I have a low tech low light tank with no water changes. literally just a bucket of water. plants can do alright in it if you leave it long enough. It does exist in nature in the form of lakes and ponds which have no more tributaries and rely on rain. Those water bodies have no flow either only wind.

but water is dense and h2o molecules make it hard for molecules to disperse. especially near the substrate and around plants. that's why the water separates into layers with different characteristics.


----------



## chun55555 (Jun 24, 2016)

Well I do agree the fish went in a little too early and earlier than I would of liked and the ick worsen the problem. I still suspect fish would of been fine if no ick since the shrimp are fine. But I would lose that argument b/c of this past experience. 

Well, continue on with the experiment with no changes to the underlying formula. will update in a few weeks.


----------



## OVT (Nov 29, 2011)

I think you have a pretty good chance of success. I personally would have erred on the side of more plants, at least to start with, especially floaters.

Otherwise, I have made some pretty one-sided remarks before on a similar set-up some years ago. What got me thinking was the reply from that OP: "don't knock it before you try it". So I did. And now I have a couple of tanks with no filters, no heaters, and a WC once in a blue moon, top-offs only. My journals on those tanks are still somewhere on TPT.

Have fun and please keep this updated.


----------



## Karackle (Dec 11, 2007)

So I know there are a lot of opinions on this, but I do think it's possible to have a low maintenance tank. Personally I have found that going low light / low tech is the best way to accomplish that. My 30g and even my 5g require VERY little maintenance. I top off the water when it gets low from evaporation and I do a 25-30% water change once or twice a year. I have eco complete substrate in my 30g and river gravel in my 5g. I have mostly heavy root feeders (crypts) and slow growing plants that prefer life attached to DW or rocks (anubias, java fern, bolbitis). I never had luck with stems in my setups, but that doesn't mean it isn't doable. I add fresh root tabs when the crypts let me know it's time (the leaves look yellow). I have 2 almost 9 year old amano shrimp and a similar aged black neon tetra along with an oto that lived about 6 or 7 years and some pencilfish that are a few years old at this point. So I know it's a healthy environment for the fish too and (some) shrimp too (I say some because I can't seem to keep RCS alive). I have never done a stagnant tank, though I know plenty of folks do nano jars with no filtration or water circulation so I can see it being possible to scale that up, though it may be difficult especially to provide enough oxygen for the fish. Personally I use a little in tank filter in the 5g and powerhead driven sponge filtration in the 30g.
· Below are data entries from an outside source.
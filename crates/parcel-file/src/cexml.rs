//! CE-XML（GeoSurvey 数据包）导出
//!
//! 数据包结构：
//! - `units`：输出距离单位、角度单位与方位角约定
//! - `jobParameters`：仅在提供空间参考 WKT 时写出
//! - `plans/plan`：录入单位、记法与宗地（`parcels/parcel`）
//! - `points`、`controlPoints`：空节点
//!
//! 数值统一保留 6 位小数；每条曲线额外写出起点、终点到圆心的两条径向线。

use crate::error::FileError;
use parcel_core::bearing::BearingFormat;
use parcel_core::course::LineCategory;
use parcel_core::math::to_degrees;
use parcel_core::parcel::{CourseRecord, DocumentType, Traverse};
use parcel_core::units::{packet_unit_label, AreaUnit};
use std::path::Path;

const PACKET_NAMESPACE: &str = "http://www.geodata.com.au/schemas/GeoSurvey/ESRI/1.0/";
const SCHEMA_VERSION: &str = "2.0";
const INDENT: &str = "  ";
const NEWLINE: &str = "\r\n";

/// 导出选项
#[derive(Debug, Clone, PartialEq)]
pub struct ExportOptions {
    /// 写入 `jobParameters` 的所有者名称
    pub owner: String,
    /// 输出空间参考 WKT；为空时不写 `jobParameters`
    pub spatial_reference_wkt: Option<String>,
}

impl Default for ExportOptions {
    fn default() -> Self {
        Self {
            owner: "ParcelTraverse".to_string(),
            spatial_reference_wkt: None,
        }
    }
}

/// 转义 XML 文本
fn escape_xml(value: &str) -> String {
    value
        .replace('&', "&amp;")
        .replace('<', "&lt;")
        .replace('>', "&gt;")
        .replace('"', "&quot;")
        .replace('\'', "&apos;")
}

/// 6 位小数
fn fixed(value: f64) -> String {
    format!("{:.6}", value)
}

/// 逐行生成带缩进的 XML
struct XmlWriter {
    output: Vec<String>,
    open: Vec<&'static str>,
}

impl XmlWriter {
    fn new() -> Self {
        Self {
            output: vec![r#"<?xml version="1.0" encoding="utf-8"?>"#.to_string()],
            open: Vec::new(),
        }
    }

    fn indent(&self) -> String {
        INDENT.repeat(self.open.len())
    }

    fn start(&mut self, name: &'static str) {
        self.output.push(format!("{}<{}>", self.indent(), name));
        self.open.push(name);
    }

    fn start_with_namespace(&mut self, prefix: &str, name: &'static str, namespace: &str) {
        self.output.push(format!(
            "{}<{}:{} xmlns:{}=\"{}\">",
            self.indent(),
            prefix,
            name,
            prefix,
            escape_xml(namespace)
        ));
        self.open.push(name);
    }

    fn end(&mut self) {
        if let Some(name) = self.open.pop() {
            self.output.push(format!("{}</{}>", self.indent(), name));
        }
    }

    fn end_with_prefix(&mut self, prefix: &str) {
        if let Some(name) = self.open.pop() {
            self.output.push(format!("{}</{}:{}>", self.indent(), prefix, name));
        }
    }

    fn element(&mut self, name: &str, value: impl std::fmt::Display) {
        let value = escape_xml(&value.to_string());
        self.output.push(format!("{}<{}>{}</{}>", self.indent(), name, value, name));
    }

    fn empty(&mut self, name: &str) {
        self.output.push(format!("{}<{} />", self.indent(), name));
    }

    fn finish(mut self) -> String {
        while !self.open.is_empty() {
            self.end();
        }
        let mut text = self.output.join(NEWLINE);
        text.push_str(NEWLINE);
        text
    }
}

/// 方位角单位：象限与度分秒记法写 DMS
fn angle_unit(format: BearingFormat) -> &'static str {
    match format {
        BearingFormat::Nswe | BearingFormat::QuadrantBearing | BearingFormat::Dms => "DMS",
        BearingFormat::Dd | BearingFormat::Unknown => "Degree",
    }
}

fn direction_format(format: BearingFormat) -> &'static str {
    if format == BearingFormat::QuadrantBearing {
        "Quadrant"
    } else {
        "North Azimuth"
    }
}

/// 待写出的一条线
struct PacketLine {
    from: u32,
    to: u32,
    bearing_deg: f64,
    distance: f64,
    category: LineCategory,
    center: Option<(f64, u32)>,
}

impl PacketLine {
    fn write(&self, writer: &mut XmlWriter, document_type: &DocumentType) {
        if self.from == 0 || self.to == 0 || self.distance == 0.0 {
            return;
        }
        writer.start("line");
        writer.element("fromPoint", self.from);
        writer.element("toPoint", self.to);
        writer.element("bearing", fixed(self.bearing_deg));
        writer.element("distance", fixed(self.distance));
        writer.element("category", self.category.name());
        writer.element("type", document_type.code);
        if let Some((radius, center)) = self.center {
            writer.element("radius", fixed(radius));
            writer.element("centerPoint", center);
        }
        writer.end();
    }
}

/// 组装线列表：非径向线按录入顺序，最后一条闭合到第一条界线的起点；随后是径向线
fn packet_lines(records: &[CourseRecord]) -> Vec<PacketLine> {
    let count = records.len();
    let mut first_boundary = None;
    let mut lines = Vec::with_capacity(count * 2);

    for (i, record) in records.iter().enumerate() {
        if first_boundary.is_none() && record.category == LineCategory::Boundary {
            first_boundary = Some(record.from_id);
        }
        if record.category == LineCategory::Radial {
            continue;
        }
        let closing = i + 1 == count && count != 1;
        let to = match first_boundary {
            Some(first) if closing => first,
            _ => record.to_id,
        };
        lines.push(PacketLine {
            from: record.from_id,
            to,
            bearing_deg: record.bearing_deg,
            distance: record.chord,
            category: record.category,
            center: record
                .center_id
                .filter(|_| record.radius != 0.0)
                .map(|center| (record.radius, center)),
        });
    }

    for record in records {
        let Some(center) = record.center_id else {
            continue;
        };
        let radials = [
            (record.from_id, record.radial_bearing1_deg),
            (record.to_id, record.radial_bearing2_deg),
        ];
        for (from, bearing) in radials {
            lines.push(PacketLine {
                from,
                to: center,
                bearing_deg: bearing.unwrap_or(0.0),
                distance: record.radius.abs(),
                category: LineCategory::Radial,
                center: None,
            });
        }
    }
    lines
}

fn write_units(writer: &mut XmlWriter, traverse: &Traverse) {
    writer.start("units");
    writer.element("distanceUnits", packet_unit_label(traverse.config().output_units_per_meter));
    writer.element("angleUnits", "Degree");
    writer.element("directionUnits", "Degree");
    writer.element("directionFormat", "north azimuth");
    writer.end();
}

fn write_job_parameters(writer: &mut XmlWriter, options: &ExportOptions) {
    let Some(wkt) = options.spatial_reference_wkt.as_deref().filter(|w| !w.is_empty()) else {
        return;
    };
    writer.start("jobParameters");
    writer.element("owner", &options.owner);
    writer.element("esriSpatialReference", wkt);
    writer.end();
}

fn write_construction_data(writer: &mut XmlWriter, traverse: &Traverse) {
    let Some(first) = traverse.courses().first() else {
        return;
    };
    let Some(start) = traverse.last().build.points.get(&first.from_id) else {
        return;
    };

    writer.start("constructionData");
    writer.start("constructionAdjustment");
    writer.start("startPoint");
    writer.element("unjoinedPointNo", first.from_id);
    writer.element("x", fixed(start.x));
    writer.element("y", fixed(start.y));
    writer.end(); // startPoint
    if traverse.closure().compass_rule_applied {
        // 罗盘法 = 0
        writer.element("type", 0);
    }
    writer.end(); // constructionAdjustment
    writer.end(); // constructionData
}

fn write_parcel(writer: &mut XmlWriter, traverse: &Traverse) {
    let info = &traverse.info;
    let document_type = &info.document_type;
    let closure = traverse.closure();

    writer.start("parcels");
    writer.start("parcel");
    writer.element("name", &info.parcel_name);

    let scale = traverse.scale();
    if scale != 1.0 {
        writer.element("scale", fixed(scale));
    }
    let mut rotation = to_degrees(-traverse.rotation());
    if rotation < 0.0 {
        rotation += 360.0;
    }
    if rotation != 0.0 {
        writer.element("rotation", fixed(rotation));
    }

    if !info.stated_area.is_empty() {
        writer.element("statedArea", &info.stated_area);
    } else if closure.area > 0.0 {
        writer.element("statedArea", format!("{:.2}", closure.area));
    }
    writer.element("joined", "false");
    writer.element("parcelNo", 1);
    writer.element("type", document_type.code);
    if closure.distance != 0.0 && closure.bearing_deg != 0.0 {
        writer.element("miscloseDistance", fixed(closure.distance));
        writer.element("miscloseBearing", fixed(closure.bearing_deg));
    }

    if let Some(attribute) = &document_type.extended_attribute {
        writer.start("extendedAttributes");
        writer.start("extendedAttribute");
        writer.element("name", &attribute.field);
        writer.element("value", &attribute.value);
        writer.element("type", "VT_BSTR");
        writer.end();
        writer.end();
    }

    write_construction_data(writer, traverse);

    writer.start("lines");
    for line in packet_lines(&traverse.course_records()) {
        line.write(writer, document_type);
    }
    writer.end(); // lines

    writer.end(); // parcel
    writer.end(); // parcels
}

fn write_plans(writer: &mut XmlWriter, traverse: &Traverse) {
    let config = traverse.config();
    let format = config.bearing_format;

    writer.start("plans");
    writer.start("plan");
    writer.element("name", &traverse.info.plan_name);
    writer.element("description", &traverse.info.document_type.name);
    writer.element("angleUnits", angle_unit(format));
    writer.element("distanceUnits", packet_unit_label(config.entry_units_per_meter));
    writer.element("directionFormat", direction_format(format));
    writer.element(
        "areaUnits",
        AreaUnit::for_factor(config.output_units_per_meter).packet_label(),
    );
    writer.element("lineParameters", "ChordBearingAndChordLengthAndRadius");
    write_parcel(writer, traverse);
    writer.end(); // plan
    writer.end(); // plans
}

/// 生成 CE-XML 文本
///
/// 使用最近一次 [`Traverse::recompute`] 的结果，调用前需先重算。
pub fn write_cexml(traverse: &Traverse, options: &ExportOptions) -> Result<String, FileError> {
    if traverse.courses().is_empty() {
        return Err(FileError::NothingToExport);
    }

    let mut writer = XmlWriter::new();
    writer.start_with_namespace("geodata", "GeoSurveyPacketData", PACKET_NAMESPACE);
    writer.element("schemaVersion", SCHEMA_VERSION);

    write_units(&mut writer, traverse);
    write_job_parameters(&mut writer, options);
    write_plans(&mut writer, traverse);
    writer.empty("points");
    writer.empty("controlPoints");

    writer.end_with_prefix("geodata");
    Ok(writer.finish())
}

/// 导出 CE-XML 到文件
pub fn save_cexml(traverse: &Traverse, options: &ExportOptions, path: &Path) -> Result<(), FileError> {
    let text = write_cexml(traverse, options)?;
    std::fs::write(path, &text)?;

    tracing::info!(
        "Exported {} courses to {} ({} bytes)",
        traverse.courses().len(),
        path.display(),
        text.len()
    );
    Ok(())
}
There is also a small internal filter in the 30g but that's more there to make sure I have extra cycled filter media if I ever need to set up an emergency hospital / QT tank or want to jump start the cycle on a new tank. I also have airstones of some kind in all of my tanks to help with circulation and surface agitation and it does seem to help the plants (I have had air pumps stop working without my notice and I don't notice until the plants start looking bad, so for whatever reason, a simple air stone seems to help the plants, and many fish love to play in the bubbles which is always fun to watch. Anyway, the point is, super low maintenance tanks are definitely doable. 

That all being said, my tanks were not (almost) no maintenance from the day they were set up. I had to do water changes until the cycle was well established. I have no idea if it will take more or less time to cycle a tank with no flow though, so it might be a good idea to keep an eye on your ammonia and nitrite levels and do water changes if they get high as it is not really great for anything in the tank as far as I understand it. I know you weren't looking for advice just journaling your experience, and I m curious how it progresses, but as you are looking for a low-no maintenance tank I figured I would chime in that i am interested in your experiment (though, I would request you wait to add fish again until the tank is cycled) and give you my 2 cents regarding what has worked for me in terms of looooowwww maintenance tanks  Good luck!


----------



## Mchlgriffith (Jul 11, 2016)

I'm very interested to see how this goes, it could be a sweet shrimp tank if it works out I'll give it a go with a 5 gallon tank I have laying around


----------



## Mike16T (Jun 13, 2016)

Nice tank! ^_^

What kind of legs on the fixture? I have Current USA fixture also and would love to use those kind of legs. 

--Mike


----------



## AWolf (Jun 13, 2014)

This is good stuff. Change it up!  I like it, but then again, I actually did it....without the soil as I stated earlier. It's the dry start method without the 'dry'. :wink2:
Keep up with those large water changes, and my bet is you will have continued success.

The plants will tell you what they need that doesn't come with the tap water or soil. You just have to be watchful.

More light = smaller leaves
Less light = larger leaves
More ferts = faster growth/algae
Less ferts = slower growth/less algae

This is over-generalizing, but still a good guide for my tanks. All of what I said above will change once the plants establish and fill the tank. That is when less ferts causes more algae, for obvious reason. So then you would need to lessen light and slow things down, which has never worked for me long term I think because the amount of root structure created demands more light and ferts. So unless you trim your roots, you may need to add more light and ferts eventually, or roots will rot and the tank will fail. Starting out with high light sort of forces you to stay with high light for those reasons. I've never heard of people trimming roots very often in aquariums. They usually cut the top of the plant, and re-plant it and throw out the old roots and all. This way, you don't end up with so much root structure that there is no way you can supply enough energy to them without causing imbalance within the whole tank.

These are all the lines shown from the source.